[Stored data]
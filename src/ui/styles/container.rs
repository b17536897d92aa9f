// SPDX-License-Identifier: MPL-2.0
//! Container styles.

use crate::ui::design_tokens::{border, opacity, palette, radius, shadow};
use iced::widget::container;
use iced::{Background, Border, Color, Theme};

fn divider_color(theme: &Theme) -> Color {
    let text = theme.extended_palette().background.base.text;
    Color {
        a: opacity::OVERLAY_SUBTLE / 2.0,
        ..text
    }
}

/// Outer frame of a demo block.
pub fn card(theme: &Theme) -> container::Style {
    container::Style {
        background: Some(Background::Color(
            theme.extended_palette().background.base.color,
        )),
        border: Border {
            color: divider_color(theme),
            width: border::WIDTH_SM,
            radius: radius::SM.into(),
        },
        ..Default::default()
    }
}

/// Thin horizontal rule between block sections.
pub fn split_line(theme: &Theme) -> container::Style {
    container::Style {
        background: Some(Background::Color(divider_color(theme))),
        ..Default::default()
    }
}

/// Background of the collapsible source panel.
///
/// The color is derived from the active theme background with a slight
/// tint so code stays readable in both light and dark modes.
pub fn source_panel(theme: &Theme) -> container::Style {
    let palette = theme.extended_palette();
    let base = palette.background.weak.color;

    container::Style {
        background: Some(Background::Color(Color {
            a: opacity::SURFACE,
            ..base
        })),
        border: Border {
            radius: radius::NONE.into(),
            ..Default::default()
        },
        ..Default::default()
    }
}

/// Success toast surface, faded by `presence` (`0.0` hidden, `1.0` shown).
pub fn toast(presence: f32) -> impl Fn(&Theme) -> container::Style {
    let alpha = presence.clamp(0.0, 1.0);
    move |_theme: &Theme| container::Style {
        background: Some(Background::Color(Color {
            a: alpha,
            ..palette::SUCCESS_100
        })),
        border: Border {
            color: Color {
                a: alpha * opacity::OVERLAY_MEDIUM,
                ..palette::SUCCESS_500
            },
            width: border::WIDTH_SM,
            radius: radius::SM.into(),
        },
        shadow: if alpha > 0.0 { shadow::SM } else { shadow::NONE },
        text_color: Some(Color {
            a: alpha,
            ..palette::SUCCESS_500
        }),
        ..Default::default()
    }
}

#[cfg(test)]
mod tests {
    use super::*;

    #[test]
    fn toast_alpha_follows_presence() {
        let half = toast(0.5)(&Theme::Light);
        assert_eq!(
            half.text_color.map(|c| c.a),
            Some(0.5),
            "text should fade with the toast"
        );

        let hidden = toast(-1.0)(&Theme::Light);
        assert_eq!(hidden.text_color.map(|c| c.a), Some(0.0));
        assert_eq!(hidden.shadow, shadow::NONE);
    }

    #[test]
    fn card_has_visible_border() {
        let style = card(&Theme::Dark);
        assert!(style.border.width > 0.0);
        assert!(style.background.is_some());
    }

    #[test]
    fn split_line_is_filled() {
        assert!(split_line(&Theme::Light).background.is_some());
    }
}
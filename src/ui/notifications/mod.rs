// SPDX-License-Identifier: MPL-2.0
//! Toast notification system for copy feedback.
//!
//! Toasts appear near the top of the window, stacked one below the other in
//! the order they were opened. Each one hides on its own after the configured
//! delay and is removed once its exit animation has played.
//!
//! # Components
//!
//! - [`toast`] - `Toast` and its `Created → Visible → Hiding → Destroyed` lifecycle
//! - [`schedule`] - `DismissSchedule`, the cancellable per-toast hide timers
//! - [`registry`] - `ToastRegistry`, the ordered set of active toasts
//! - [`view`] - overlay rendering
//!
//! # Usage
//!
//! ```
//! use demo_preview::ui::notifications::ToastRegistry;
//! use std::time::{Duration, Instant};
//!
//! let start = Instant::now();
//! let mut toasts = ToastRegistry::new("Copied!");
//! toasts.open(None, start);
//! toasts.open(Some("Copied again".into()), start);
//! assert_eq!(toasts.len(), 2);
//!
//! // Drive the registry from a frame tick.
//! toasts.tick(start + Duration::from_secs(3));
//! toasts.tick(start + Duration::from_secs(4));
//! assert!(toasts.is_empty());
//! ```

pub mod registry;
pub mod schedule;
pub mod toast;
pub mod view;

pub use registry::{stacking_offset, ToastRegistry};
pub use schedule::DismissSchedule;
pub use toast::{Phase, Toast, ToastId};
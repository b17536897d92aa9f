// SPDX-License-Identifier: MPL-2.0
use criterion::{criterion_group, criterion_main, Criterion};
use demo_preview::catalog::parse_demo;
use demo_preview::ui::demo_preview::source::decode_component;
use demo_preview::ui::demo_preview::SourceMarkup;
use std::hint::black_box;

const BASIC_DEMO: &str = include_str!("../assets/demos/basic.toml");

fn show_code(content: &str) -> String {
    let table: toml::Table = toml::from_str(content).unwrap();
    let encoded = table["show_code"].as_str().unwrap();
    decode_component(encoded).unwrap()
}

fn markup_parsing_benchmark(c: &mut Criterion) {
    let mut group = c.benchmark_group("markup_parsing");
    let html = show_code(BASIC_DEMO);

    group.bench_function("parse_highlighted_markup", |b| {
        b.iter(|| black_box(SourceMarkup::parse(black_box(&html))));
    });

    group.bench_function("parse_demo_file", |b| {
        b.iter(|| black_box(parse_demo("basic", black_box(BASIC_DEMO)).unwrap()));
    });

    group.finish();
}

criterion_group!(benches, markup_parsing_benchmark);
criterion_main!(benches);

**TASK INSTRUCTIONS**
Read the lines above. Gather those in which the string "filename" is found.

**SOLUTION BELOW**
filename src/ui/styles/container.rs
filename src/ui/notifications/mod.rs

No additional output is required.